Это я хотел сказать Досифею, но испугался, что он примет меня за романтика, влюбленного старого холостяка, которому не отвечают взаимностью. Подобные напасти, слава богу, были мне неведомы, но я предполагал, что это не ахти как весело. Мне не хотелось выглядеть несчастным в глазах кого бы то ни было, особенно же в глазах такого принципиального противника, как Досифей. Он меня любил, но в принципиальных вопросах наши мнения резко расходились. Кому же хочется казаться жалким в глазах своего неприятеля?
Вот почему я притворился, будто забыл, что хотел сказать, я, как говорится, прикинулся дурачком и, бессовестно помолчав с минуту, пробормотал:
— Хотел спросить тебя о чем-то важном, да вот вылетело из головы. Выяснение отношений с Якимом Давидовым совсем выбило меня из колеи. И вообще, он ужасный человек.
— Ты думаешь? — Досифей пожал плечами и взглянул на меня довольно неодобрительно. Он был готов заранее симпатизировать всем тем, кто мешал моим кибернетическим экспериментам.
— Яким Давидов готов утопить меня в ложке воды, — сказал я.
— Неужели? — Досифей притворился удивленным.
Я только рукой махнул. Мне было совсем не до Якима Давидова! Пусть катится ко всем чертям!
Досифей помолчал, отпил глоток коньяка и заметил:
— Мне непонятно, за что ты так ненавидишь этого человека.
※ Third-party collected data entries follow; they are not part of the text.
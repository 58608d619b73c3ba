use std::{
    collections::HashMap,
    fs,
    path::{Path, PathBuf},
};

use anyhow::Context;
use serde::Deserialize;

#[derive(Debug, Deserialize)]
pub struct Settings {
    pub server_bind: String,
    pub database_url: String,
    /// Base url clients reach this server under; baked into grant urls.
    pub public_base_url: String,
    pub blob_root: String,
    pub grant_secret: String,
    pub upload_grant_ttl_seconds: i64,
    pub download_grant_ttl_seconds: i64,
    pub seed_demo_users: bool,
}

impl Default for Settings {
    fn default() -> Self {
        Self {
            server_bind: "127.0.0.1:8443".into(),
            database_url: "sqlite://./data/messaging.db".into(),
            public_base_url: "http://127.0.0.1:8443".into(),
            blob_root: "./data/blobs".into(),
            grant_secret: "dev-blob-secret".into(),
            upload_grant_ttl_seconds: 300,
            download_grant_ttl_seconds: 60,
            seed_demo_users: false,
        }
    }
}

pub fn load_settings() -> Settings {
    let mut settings = Settings::default();

    if let Ok(raw) = fs::read_to_string("server.toml") {
        if let Ok(file_cfg) = toml::from_str::<HashMap<String, String>>(&raw) {
            if let Some(v) = file_cfg.get("bind_addr") {
                settings.server_bind = v.clone();
            }
            if let Some(v) = file_cfg.get("database_url") {
                settings.database_url = v.clone();
            }
            if let Some(v) = file_cfg.get("public_base_url") {
                settings.public_base_url = v.clone();
            }
            if let Some(v) = file_cfg.get("blob_root") {
                settings.blob_root = v.clone();
            }
            if let Some(v) = file_cfg.get("grant_secret") {
                settings.grant_secret = v.clone();
            }
        }
    }

    if let Ok(v) = std::env::var("SERVER_BIND") {
        settings.server_bind = v;
    }
    if let Ok(v) = std::env::var("APP__BIND_ADDR") {
        settings.server_bind = v;
    }

    if let Ok(v) = std::env::var("DATABASE_URL") {
        settings.database_url = v;
    }
    if let Ok(v) = std::env::var("APP__DATABASE_URL") {
        settings.database_url = v;
    }

    if let Ok(v) = std::env::var("PUBLIC_BASE_URL") {
        settings.public_base_url = v;
    }
    if let Ok(v) = std::env::var("APP__PUBLIC_BASE_URL") {
        settings.public_base_url = v;
    }

    if let Ok(v) = std::env::var("BLOB_ROOT") {
        settings.blob_root = v;
    }
    if let Ok(v) = std::env::var("APP__BLOB_ROOT") {
        settings.blob_root = v;
    }

    if let Ok(v) = std::env::var("GRANT_SECRET") {
        settings.grant_secret = v;
    }
    if let Ok(v) = std::env::var("APP__GRANT_SECRET") {
        settings.grant_secret = v;
    }

    if let Ok(v) = std::env::var("APP__UPLOAD_GRANT_TTL_SECONDS") {
        if let Ok(parsed) = v.parse::<i64>() {
            settings.upload_grant_ttl_seconds = parsed;
        }
    }
    if let Ok(v) = std::env::var("APP__DOWNLOAD_GRANT_TTL_SECONDS") {
        if let Ok(parsed) = v.parse::<i64>() {
            settings.download_grant_ttl_seconds = parsed;
        }
    }

    if let Ok(v) = std::env::var("APP__SEED_DEMO_USERS") {
        settings.seed_demo_users = matches!(v.trim(), "1" | "true" | "yes");
    }

    settings
}

pub fn prepare_database_url(raw_database_url: &str) -> anyhow::Result<String> {
    let database_url = normalize_database_url(raw_database_url);
    ensure_parent_dir_exists(&database_url)?;
    Ok(database_url)
}

fn normalize_database_url(raw_database_url: &str) -> String {
    let raw_database_url = raw_database_url.trim();

    if raw_database_url.is_empty() {
        return Settings::default().database_url;
    }

    if raw_database_url.starts_with("sqlite::memory:")
        || raw_database_url.starts_with("sqlite://")
        || raw_database_url.contains("://")
    {
        return raw_database_url.to_string();
    }

    if let Some(path) = raw_database_url.strip_prefix("sqlite:") {
        let path = path.replace('\\', "/");
        return format!("sqlite://{path}");
    }

    format!("sqlite://{}", raw_database_url.replace('\\', "/"))
}

fn ensure_parent_dir_exists(database_url: &str) -> anyhow::Result<()> {
    let Some(path) = sqlite_path(database_url) else {
        return Ok(());
    };

    let Some(parent) = path.parent() else {
        return Ok(());
    };

    fs::create_dir_all(parent).with_context(|| {
        format!(
            "failed to create parent directory '{}' for database url '{database_url}'",
            parent.display()
        )
    })?;

    Ok(())
}

fn sqlite_path(database_url: &str) -> Option<PathBuf> {
    if database_url == "sqlite::memory:" || !database_url.starts_with("sqlite:") {
        return None;
    }

    let path = database_url
        .trim_start_matches("sqlite://")
        .trim_start_matches("sqlite:")
        .split('?')
        .next()
        .unwrap_or_default();

    if path.is_empty() {
        return None;
    }

    Some(Path::new(path).to_path_buf())
}

#[cfg(test)]
mod tests {
    use std::{
        env,
        time::{SystemTime, UNIX_EPOCH},
    };

    use super::*;

    #[test]
    fn normalizes_plain_file_path_to_sqlite_url() {
        assert_eq!(
            normalize_database_url("./data/test.db"),
            "sqlite://./data/test.db"
        );
    }

    #[test]
    fn creates_parent_dir_for_relative_sqlite_url() {
        let suffix = SystemTime::now()
            .duration_since(UNIX_EPOCH)
            .expect("clock")
            .as_nanos();

        let temp_root = env::temp_dir().join(format!("care_msg_server_test_{suffix}"));
        fs::create_dir_all(&temp_root).expect("temp root");

        let original_dir = env::current_dir().expect("cwd");
        env::set_current_dir(&temp_root).expect("set cwd");

        prepare_database_url("./data/test.db").expect("prepare db url");
        assert!(temp_root.join("data").exists());

        env::set_current_dir(original_dir).expect("restore cwd");
        fs::remove_dir_all(temp_root).expect("cleanup");
    }
}
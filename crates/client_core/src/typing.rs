//! Receiver-side typing state.
//!
//! The server relays raw typing signals without any timing attached; each
//! client expires what it heard after a quiet interval, so a peer whose
//! signal was lost stops "typing" on its own.

use std::collections::HashMap;
use std::time::{Duration, Instant};

use shared::domain::{ThreadId, UserId};

/// How long a typing signal stays live without a renewal.
pub const TYPING_TTL: Duration = Duration::from_secs(3);

#[derive(Debug, Default)]
pub struct TypingTracker {
    seen: HashMap<(ThreadId, UserId), Instant>,
}

impl TypingTracker {
    pub fn new() -> Self {
        Self::default()
    }

    /// Records one relayed signal. An explicit `false` clears at once.
    pub fn apply(&mut self, thread_id: ThreadId, user_id: UserId, is_typing: bool, now: Instant) {
        if is_typing {
            self.seen.insert((thread_id, user_id), now);
        } else {
            self.seen.remove(&(thread_id, user_id));
        }
    }

    /// Who is still typing in `thread_id` as of `now`, expired state
    /// pruned.
    pub fn typists_in(&mut self, thread_id: ThreadId, now: Instant) -> Vec<UserId> {
        self.prune(now);
        let mut typists: Vec<UserId> = self
            .seen
            .keys()
            .filter(|(thread, _)| *thread == thread_id)
            .map(|(_, user)| *user)
            .collect();
        typists.sort();
        typists
    }

    pub fn prune(&mut self, now: Instant) {
        self.seen
            .retain(|_, seen_at| now.duration_since(*seen_at) < TYPING_TTL);
    }
}

#[cfg(test)]
#[path = "tests/typing_tests.rs"]
mod tests;
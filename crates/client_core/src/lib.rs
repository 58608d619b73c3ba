//! Client runtime for the messaging server.
//!
//! One [`MessagingClient`] owns the HTTP session, the WebSocket event feed,
//! per-thread timelines, and typing state. UI layers call the async
//! methods, subscribe to [`ClientEvent`]s, and re-read snapshots when a
//! `*Changed` event tells them to.

pub mod timeline;
pub mod typing;

use std::collections::HashMap;
use std::sync::Arc;
use std::time::Instant;

use anyhow::{anyhow, Context, Result};
use chrono::{DateTime, Utc};
use futures::{stream::SplitSink, SinkExt, StreamExt};
use serde::{de::DeserializeOwned, Deserialize, Serialize};
use shared::{
    domain::{
        AttachmentId, MemberRole, MessageId, PresenceStatus, QuickReplyId, ReportId, ThreadId,
        UserId,
    },
    error::{ApiError, ApiException},
    protocol::{
        ActionRequest, AttachmentDraft, ClientSignal, DownloadGrant, MessagePage, MessagePayload,
        PresenceSnapshot, QuickReplySummary, SendReceipt, ServerEvent, ThreadInfoResponse,
        ThreadSummary, UploadGrant, UserSummary,
    },
};
use thiserror::Error;
use tokio::{
    net::TcpStream,
    sync::{broadcast, Mutex},
};
use tokio_tungstenite::{
    connect_async, tungstenite::protocol::Message as WsMessage, MaybeTlsStream, WebSocketStream,
};
use tracing::{info, warn};
use url::Url;

use crate::timeline::{OutboundDraft, Timeline, TimelineEntry};
use crate::typing::TypingTracker;

const USER_HEADER: &str = "x-user-id";

type WsSink = SplitSink<WebSocketStream<MaybeTlsStream<TcpStream>>, WsMessage>;

/// Notifications for UI layers. Pushes the client folds into local state
/// surface as `*Changed` markers; the data itself comes from the snapshot
/// methods.
#[derive(Debug, Clone)]
pub enum ClientEvent {
    /// The timeline for this thread changed shape; re-read the snapshot.
    TimelineChanged { thread_id: ThreadId },
    /// The live typist set for this thread changed.
    TypingChanged { thread_id: ThreadId },
    /// Thread metadata or membership changed server-side; refetch the list.
    ThreadsChanged { thread_id: ThreadId },
    PresenceChanged { presence: PresenceSnapshot },
    /// The server pushed an error over the socket.
    ServerError(ApiError),
    /// Local transport trouble worth showing.
    Error(String),
    /// The event feed closed; snapshots stay readable but go stale.
    Disconnected,
}

/// Failures establishing a session, kept apart from normal api errors.
#[derive(Debug, Error)]
pub enum ConnectError {
    #[error("server url must be http or https, got {0}")]
    UnsupportedScheme(String),
    #[error("websocket connect failed: {0}")]
    Websocket(String),
}

#[derive(Debug, Default)]
struct SessionState {
    server_url: Option<String>,
    user_id: Option<UserId>,
    focused_thread: Option<ThreadId>,
    ws_connected: bool,
}

pub struct MessagingClient {
    http: reqwest::Client,
    inner: Mutex<SessionState>,
    timelines: Mutex<HashMap<ThreadId, Timeline>>,
    typing: Mutex<TypingTracker>,
    ws_sink: Mutex<Option<WsSink>>,
    events: broadcast::Sender<ClientEvent>,
}
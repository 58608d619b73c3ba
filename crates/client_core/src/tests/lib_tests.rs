use super::*;
use axum::{
    extract::{ws::Message as AxumWsMessage, Query, State, WebSocketUpgrade},
    http::StatusCode,
    response::Response,
    routing::{get, post},
    Json, Router,
};
use chrono::TimeZone;
use shared::domain::MessageKind;
use shared::error::ErrorCode;
use tokio::{net::TcpListener, sync::oneshot};

#[derive(Clone, Default)]
struct StubState {
    actions: Arc<Mutex<Vec<serde_json::Value>>>,
    fail_next_action: Arc<Mutex<Option<(StatusCode, ApiError)>>>,
    typing_tx: Arc<Mutex<Option<oneshot::Sender<String>>>>,
}

fn row_json(message_id: i64, thread_id: i64, time: &str) -> serde_json::Value {
    serde_json::json!({
        "message_id": message_id,
        "thread_id": thread_id,
        "sender_id": 1,
        "sender_name": "Dr. Demo",
        "kind": "text",
        "content": format!("note {message_id}"),
        "attachments": [],
        "is_edited": false,
        "is_deleted": false,
        "created_at": format!("2026-01-10T{time}Z"),
    })
}

fn pushed_row(message_id: i64, thread_id: i64) -> MessagePayload {
    MessagePayload {
        message_id: MessageId(message_id),
        thread_id: ThreadId(thread_id),
        sender_id: UserId(2),
        sender_name: Some("Pat Demo".to_string()),
        kind: MessageKind::Text,
        content: Some("hello".to_string()),
        reply_to_message_id: None,
        attachments: Vec::new(),
        is_edited: false,
        edited_at: None,
        is_deleted: false,
        created_at: Utc.with_ymd_and_hms(2026, 1, 10, 10, 0, 0).unwrap(),
    }
}

async fn handle_threads() -> Json<serde_json::Value> {
    Json(serde_json::json!({ "threads": [] }))
}

async fn handle_messages() -> Json<serde_json::Value> {
    Json(serde_json::json!({
        "messages": [row_json(71, 5, "09:58:00"), row_json(72, 5, "09:59:00")],
        "has_more": false
    }))
}

async fn handle_directory(
    Query(params): Query<HashMap<String, String>>,
) -> Json<serde_json::Value> {
    Json(serde_json::json!({
        "users": [{
            "user_id": 9,
            "display_name": params.get("q").cloned().unwrap_or_default(),
            "kind": "patient"
        }]
    }))
}

async fn handle_action(
    State(state): State<StubState>,
    Json(body): Json<serde_json::Value>,
) -> Result<Json<serde_json::Value>, (StatusCode, Json<serde_json::Value>)> {
    state.actions.lock().await.push(body.clone());
    if let Some((status, error)) = state.fail_next_action.lock().await.take() {
        return Err((status, Json(serde_json::json!({ "ok": false, "error": error }))));
    }
    let reply = match body["action"].as_str().unwrap_or_default() {
        "thread.openDirect" => serde_json::json!({ "ok": true, "thread_id": 40, "created": true }),
        "message.send" => serde_json::json!({
            "ok": true,
            "message": {
                "message_id": 77,
                "thread_id": body["thread_id"],
                "sender_id": 1,
                "sender_name": "Dr. Demo",
                "kind": "text",
                "content": body["content"],
                "attachments": [],
                "is_edited": false,
                "is_deleted": false,
                "created_at": "2026-01-10T10:00:00Z"
            },
            "upload_grants": []
        }),
        _ => serde_json::json!({ "ok": true }),
    };
    Ok(Json(reply))
}

async fn handle_ws(State(state): State<StubState>, ws: WebSocketUpgrade) -> Response {
    ws.on_upgrade(move |mut socket| async move {
        let event = ServerEvent::ThreadUpdated {
            thread_id: ThreadId(5),
        };
        let text = serde_json::to_string(&event).expect("encode event");
        let _ = socket.send(AxumWsMessage::Text(text)).await;
        while let Some(Ok(frame)) = socket.recv().await {
            if let AxumWsMessage::Text(text) = frame {
                if let Some(tx) = state.typing_tx.lock().await.take() {
                    let _ = tx.send(text);
                }
            }
        }
    })
}

async fn spawn_stub() -> Result<(String, StubState)> {
    std::env::set_var("NO_PROXY", "127.0.0.1,localhost");
    let listener = TcpListener::bind("127.0.0.1:0").await?;
    let addr = listener.local_addr()?;
    let state = StubState::default();
    let app = Router::new()
        .route("/threads", get(handle_threads))
        .route("/messages", get(handle_messages))
        .route("/directory", get(handle_directory))
        .route("/actions", post(handle_action))
        .route("/ws", get(handle_ws))
        .with_state(state.clone());
    tokio::spawn(async move {
        let _ = axum::serve(listener, app).await;
    });
    Ok((format!("http://{addr}"), state))
}

async fn offline_client(server_url: &str, user_id: i64) -> Arc<MessagingClient> {
    let client = MessagingClient::new();
    {
        let mut inner = client.inner.lock().await;
        inner.server_url = Some(server_url.trim_end_matches('/').to_string());
        inner.user_id = Some(UserId(user_id));
    }
    client
}

#[tokio::test]
async fn api_errors_downcast_to_typed_exceptions() {
    let (server_url, state) = spawn_stub().await.expect("spawn stub");
    let client = offline_client(&server_url, 1).await;
    *state.fail_next_action.lock().await = Some((
        StatusCode::FORBIDDEN,
        ApiError::new(
            ErrorCode::Blocked,
            "messaging is blocked between these accounts",
        ),
    ));

    let err = client
        .open_direct_thread(UserId(2))
        .await
        .expect_err("must fail");
    let api = err.downcast_ref::<ApiException>().expect("typed error");
    assert_eq!(api.code, ErrorCode::Blocked);
}

#[tokio::test]
async fn failed_sends_park_and_retry_with_the_same_draft() {
    let (server_url, state) = spawn_stub().await.expect("spawn stub");
    let client = offline_client(&server_url, 1).await;
    *state.fail_next_action.lock().await = Some((
        StatusCode::BAD_REQUEST,
        ApiError::new(ErrorCode::Validation, "rejected"),
    ));

    let result = client
        .send_message(
            ThreadId(5),
            Some("hard to deliver".to_string()),
            None,
            Vec::new(),
        )
        .await;
    assert!(result.is_err());

    let entries = client.timeline_entries(ThreadId(5)).await;
    assert_eq!(entries.len(), 1);
    let temp_id = match &entries[0] {
        TimelineEntry::Local {
            temp_id, status, ..
        } => {
            assert_eq!(*status, timeline::SendStatus::Failed);
            *temp_id
        }
        TimelineEntry::Persisted(_) => panic!("expected a parked echo"),
    };

    let receipt = client
        .retry_send(ThreadId(5), temp_id)
        .await
        .expect("retry");
    assert_eq!(receipt.message.message_id, MessageId(77));

    let entries = client.timeline_entries(ThreadId(5)).await;
    assert_eq!(entries.len(), 1);
    assert!(matches!(&entries[0], TimelineEntry::Persisted(m) if m.message_id == MessageId(77)));

    let actions = state.actions.lock().await;
    let sends: Vec<_> = actions
        .iter()
        .filter(|body| body["action"] == "message.send")
        .collect();
    assert_eq!(sends.len(), 2);
    assert_eq!(sends[0]["content"], sends[1]["content"]);
}

#[tokio::test]
async fn fetched_pages_merge_into_the_timeline() {
    let (server_url, _state) = spawn_stub().await.expect("spawn stub");
    let client = offline_client(&server_url, 1).await;

    let page = client
        .fetch_messages(ThreadId(5), None, Some(40))
        .await
        .expect("fetch");
    assert_eq!(page.messages.len(), 2);
    assert!(!page.has_more);

    let entries = client.timeline_entries(ThreadId(5)).await;
    assert_eq!(entries.len(), 2);
    assert!(matches!(&entries[0], TimelineEntry::Persisted(m) if m.message_id == MessageId(71)));
    assert!(!client.has_older_messages(ThreadId(5)).await);
}

#[tokio::test]
async fn focused_threads_ack_incoming_rows() {
    let (server_url, state) = spawn_stub().await.expect("spawn stub");
    let client = offline_client(&server_url, 1).await;
    client
        .set_focused_thread(Some(ThreadId(5)))
        .await
        .expect("focus");

    client
        .ingest_server_event(ServerEvent::MessageReceived {
            message: pushed_row(77, 5),
        })
        .await;

    let actions = state.actions.lock().await;
    assert!(actions
        .iter()
        .any(|body| body["action"] == "message.markRead" && body["message_id"] == 77));
}

#[tokio::test]
async fn unfocused_threads_are_not_acked() {
    let (server_url, state) = spawn_stub().await.expect("spawn stub");
    let client = offline_client(&server_url, 1).await;

    client
        .ingest_server_event(ServerEvent::MessageReceived {
            message: pushed_row(77, 5),
        })
        .await;

    assert_eq!(client.timeline_entries(ThreadId(5)).await.len(), 1);
    let actions = state.actions.lock().await;
    assert!(actions
        .iter()
        .all(|body| body["action"] != "message.markRead"));
}

#[tokio::test]
async fn the_socket_delivers_events_and_carries_typing_signals() {
    let (server_url, state) = spawn_stub().await.expect("spawn stub");
    let (typing_tx, typing_rx) = oneshot::channel();
    *state.typing_tx.lock().await = Some(typing_tx);

    let client = MessagingClient::new();
    let mut events = client.subscribe_events();
    client.connect(&server_url, UserId(1)).await.expect("connect");

    let event = events.recv().await.expect("first event");
    assert!(matches!(
        event,
        ClientEvent::ThreadsChanged { thread_id } if thread_id == ThreadId(5)
    ));

    client.send_typing(ThreadId(5), true).await.expect("typing");
    let text = typing_rx.await.expect("typing frame");
    let ClientSignal::Typing {
        thread_id,
        is_typing,
    } = serde_json::from_str(&text).expect("decode signal");
    assert_eq!(thread_id, ThreadId(5));
    assert!(is_typing);
}

#[tokio::test]
async fn directory_queries_survive_url_encoding() {
    let (server_url, _state) = spawn_stub().await.expect("spawn stub");
    let client = offline_client(&server_url, 1).await;

    let users = client
        .search_directory("ann marie", true)
        .await
        .expect("search");
    assert_eq!(users.len(), 1);
    assert_eq!(users[0].display_name, "ann marie");
}

#[tokio::test]
async fn local_hides_prune_without_waiting_for_events() {
    let (server_url, _state) = spawn_stub().await.expect("spawn stub");
    let client = offline_client(&server_url, 1).await;

    client
        .ingest_server_event(ServerEvent::MessageReceived {
            message: pushed_row(77, 5),
        })
        .await;
    client
        .delete_message_for_me(ThreadId(5), MessageId(77))
        .await
        .expect("hide");
    assert!(client.timeline_entries(ThreadId(5)).await.is_empty());
}

#[tokio::test]
async fn connect_refuses_non_http_schemes() {
    let client = MessagingClient::new();
    let err = client
        .connect("ftp://example.invalid", UserId(1))
        .await
        .expect_err("must refuse");
    assert!(err.to_string().contains("http"));
}
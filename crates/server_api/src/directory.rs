use shared::{
    domain::UserId,
    error::ApiError,
    protocol::UserSummary,
};

use crate::{internal, user_summary, ApiContext};

const DIRECTORY_RESULT_LIMIT: u32 = 25;
const MIN_QUERY_CHARS: usize = 2;

/// Name search over active accounts. Patients only show up when the
/// caller asks for them; admin accounts never do. Queries under two
/// characters return nothing rather than the whole directory.
pub async fn search_directory(
    ctx: &ApiContext,
    caller: UserId,
    query: &str,
    include_patients: bool,
) -> Result<Vec<UserSummary>, ApiError> {
    let query = query.trim();
    if query.chars().count() < MIN_QUERY_CHARS {
        return Ok(Vec::new());
    }
    let users = ctx
        .storage
        .search_directory(caller, query, include_patients, DIRECTORY_RESULT_LIMIT)
        .await
        .map_err(internal)?;
    Ok(users.into_iter().map(user_summary).collect())
}
use super::*;
use jsonwebtoken::{decode, DecodingKey, Validation};

fn config() -> GrantConfig {
    GrantConfig {
        secret: "unit-test-secret".into(),
        upload_ttl_seconds: 300,
        download_ttl_seconds: 60,
    }
}

#[test]
fn upload_grant_claims_cover_user_path_and_purpose() {
    let cfg = config();
    let grant = mint_upload_grant(&cfg, UserId(7), "12/34/report.pdf").expect("grant");

    let decoded = decode::<serde_json::Value>(
        &grant.token,
        &DecodingKey::from_secret(cfg.secret.as_bytes()),
        &Validation::default(),
    )
    .expect("decode");

    assert_eq!(decoded.claims["sub"], "user:7");
    assert_eq!(decoded.claims["path"], "12/34/report.pdf");
    assert_eq!(decoded.claims["purpose"], "upload");
    assert!(grant.expires_at > Utc::now());
}

#[test]
fn verify_accepts_a_matching_grant() {
    let cfg = config();
    let grant = mint_download_grant(&cfg, UserId(3), "1/2/scan.png").expect("grant");
    verify_grant(&cfg, &grant.token, "1/2/scan.png", GrantPurpose::Download).expect("verify");
}

#[test]
fn verify_rejects_a_different_path() {
    let cfg = config();
    let grant = mint_upload_grant(&cfg, UserId(3), "1/2/scan.png").expect("grant");
    let err = verify_grant(&cfg, &grant.token, "1/2/other.png", GrantPurpose::Upload)
        .expect_err("should fail");
    assert!(matches!(err, GrantError::PathMismatch));
}

#[test]
fn download_grant_cannot_authorize_an_upload() {
    let cfg = config();
    let grant = mint_download_grant(&cfg, UserId(3), "1/2/scan.png").expect("grant");
    let err = verify_grant(&cfg, &grant.token, "1/2/scan.png", GrantPurpose::Upload)
        .expect_err("should fail");
    assert!(matches!(err, GrantError::PurposeMismatch));
}

#[test]
fn verify_rejects_tokens_signed_with_another_secret() {
    let cfg = config();
    let other = GrantConfig {
        secret: "some-other-secret".into(),
        ..config()
    };
    let grant = mint_upload_grant(&other, UserId(3), "1/2/scan.png").expect("grant");
    let err = verify_grant(&cfg, &grant.token, "1/2/scan.png", GrantPurpose::Upload)
        .expect_err("should fail");
    assert!(matches!(err, GrantError::Token(_)));
}

#[test]
fn verify_rejects_expired_grants() {
    let cfg = GrantConfig {
        upload_ttl_seconds: -120,
        ..config()
    };
    let grant = mint_upload_grant(&cfg, UserId(3), "1/2/scan.png").expect("grant");
    let err = verify_grant(&cfg, &grant.token, "1/2/scan.png", GrantPurpose::Upload)
        .expect_err("should fail");
    assert!(matches!(err, GrantError::Token(_)));
}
Ты говоришь, что он ужасный человек, а ведь не кто иной как он на той неделе выдвинул твою кандидатуру в члены-корреспонденты академии по отделению физико-математических наук! Ты его считаешь своим злейшим врагом, а он прокладывает тебе дорогу в высшее научное учреждение. Как это понимать, мой друг?
Я допил свое виски. Мне казалось — я это уже испытал однажды, получив удар под диафрагму, — что в легких не осталось воздуха. Постаравшись придать лицу выражение безразличия я сказал:
— Эта игра в благородство по существу — мерзость! Думаю, что он охотно выдвинул бы меня в начальники генерального штаба, только бы избавиться от меня навсегда!
Досифей замолчал. Он, казалось, полностью погрузился в какие-то свои мысли и забыл, что напротив сидит собеседник, которого он сам пригласил к столу.